UniProt Knowledgebase is the central hub for the collection of
functional information on proteins, with accurate, consistent, and rich
annotation. In addition to capturing the core data mandatory for each
UniProt entry (principally, the amino acid sequence, protein name or
description, taxonomic data and citation information), as much
annotation information as possible is added. This includes widely
accepted biological ontologies, classifications and cross-references,
and clear indications of the quality of annotation in the form of
evidence attribution of experimental and computational data.
Created by merging the data in Swiss-Prot, TrEMBL and PIR-PSD, UniProt
Knowledgebase entries are annotated to an even greater level of detail
than that already achieved in the source databases.
The UniProt
Knowledgebase consists of two sections
- SwissProt section containis manually-annotated records with information extracted from literature and curator-evaluated computational analysi
- TrEMBL section contains computationally analyzed records that await full manual annotation.
The UniRef databases are derived from the UniProt and UniParc databases. UniRef aims to provide a nonredeundant sequence set, where identical or similiar sequences are merged into a cluster that is represeind in the database by just one sequence.
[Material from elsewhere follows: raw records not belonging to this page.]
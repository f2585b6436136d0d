use std::collections::{BTreeMap, BTreeSet};

use serde::{Deserialize, Serialize};
use warpstack_cli_types::TokenStandard;

use crate::{consts::CONNECTION_SEPARATOR, traits::FileConfigTrait};

/// An edge to another router in the same route, encoded as
/// `<chain>|<router address>`.
#[derive(Debug, Clone, PartialEq, Eq, Serialize, Deserialize)]
#[serde(rename_all = "camelCase")]
pub struct TokenConnection {
    pub token: String,
}

impl TokenConnection {
    pub fn new(chain_name: &str, address: &str) -> Self {
        Self {
            token: format!("{chain_name}{CONNECTION_SEPARATOR}{address}"),
        }
    }

    pub fn chain_name(&self) -> Option<&str> {
        self.token.split(CONNECTION_SEPARATOR).next()
    }
}

/// The observed state of one chain's router, derived from chain reads.
/// Refreshed on every run; never cached across runs.
#[derive(Debug, Clone, Serialize, Deserialize)]
#[serde(rename_all = "camelCase")]
pub struct WarpCoreToken {
    pub chain_name: String,
    pub standard: TokenStandard,
    pub name: String,
    pub symbol: String,
    pub decimals: u8,
    /// Deployed router address (or denom on non-EVM chains).
    #[serde(skip_serializing_if = "Option::is_none")]
    pub address_or_denom: Option<String>,
    /// Underlying collateral token, for collateral-like routers.
    #[serde(skip_serializing_if = "Option::is_none")]
    pub collateral_address_or_denom: Option<String>,
    #[serde(default, skip_serializing_if = "Vec::is_empty")]
    pub connections: Vec<TokenConnection>,
}

/// The observed topology of a whole route.
#[derive(Debug, Clone, Default, Serialize, Deserialize)]
#[serde(rename_all = "camelCase")]
pub struct WarpCoreConfig {
    pub tokens: Vec<WarpCoreToken>,
}

impl WarpCoreConfig {
    pub fn chain_names(&self) -> BTreeSet<String> {
        self.tokens
            .iter()
            .map(|token| token.chain_name.clone())
            .collect()
    }

    /// Deployed router address per chain. Tokens without an address (never
    /// produced by a successful deployment) are skipped.
    pub fn router_addresses(&self) -> BTreeMap<String, String> {
        self.tokens
            .iter()
            .filter_map(|token| {
                token
                    .address_or_denom
                    .as_ref()
                    .map(|addr| (token.chain_name.clone(), addr.clone()))
            })
            .collect()
    }

    pub fn token_for_chain(&self, chain: &str) -> Option<&WarpCoreToken> {
        self.tokens.iter().find(|token| token.chain_name == chain)
    }

    /// Rebuilds full-mesh connections: every token links to every other
    /// token in the route. Called after the token list changes.
    pub fn connect_all(&mut self) {
        let endpoints: Vec<(String, String)> = self
            .tokens
            .iter()
            .filter_map(|token| {
                token
                    .address_or_denom
                    .as_ref()
                    .map(|addr| (token.chain_name.clone(), addr.clone()))
            })
            .collect();

        for token in &mut self.tokens {
            token.connections = endpoints
                .iter()
                .filter(|(chain, _)| *chain != token.chain_name)
                .map(|(chain, addr)| TokenConnection::new(chain, addr))
                .collect();
        }
    }
}

impl FileConfigTrait for WarpCoreConfig {}
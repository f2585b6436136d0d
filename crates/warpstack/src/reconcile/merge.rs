use std::collections::BTreeMap;

/// Merges the observed router addresses of pre-existing chains with the
/// addresses of a just-completed extension deployment into one coherent
/// `chain -> router address` map.
///
/// Pure data merge, no network calls. Addresses for existing chains are
/// authoritative and never overwritten by fresh deployments; only chains
/// absent from the observed set take the newly deployed address.
pub fn merge_all_routers(
    observed: &BTreeMap<String, String>,
    newly_deployed: &BTreeMap<String, String>,
) -> BTreeMap<String, String> {
    let mut routers = observed.clone();
    for (chain, address) in newly_deployed {
        routers.entry(chain.clone()).or_insert_with(|| address.clone());
    }
    routers
}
Removing the redundancy allows faster and more informative sequence similarity searches. The merging has been perfomed in 100%, 90% and 50% identity level.
-
UniRef100 Nonredundant protein sequence set where merging has been perfomed in 100% identity level.
-
UniRef90 Nonredundant protein sequece set where merging has been perfomed in 90% identity level.
-
UniRef50 Nonredundant protein sequece set where merging has been perfomed in 50% identity level.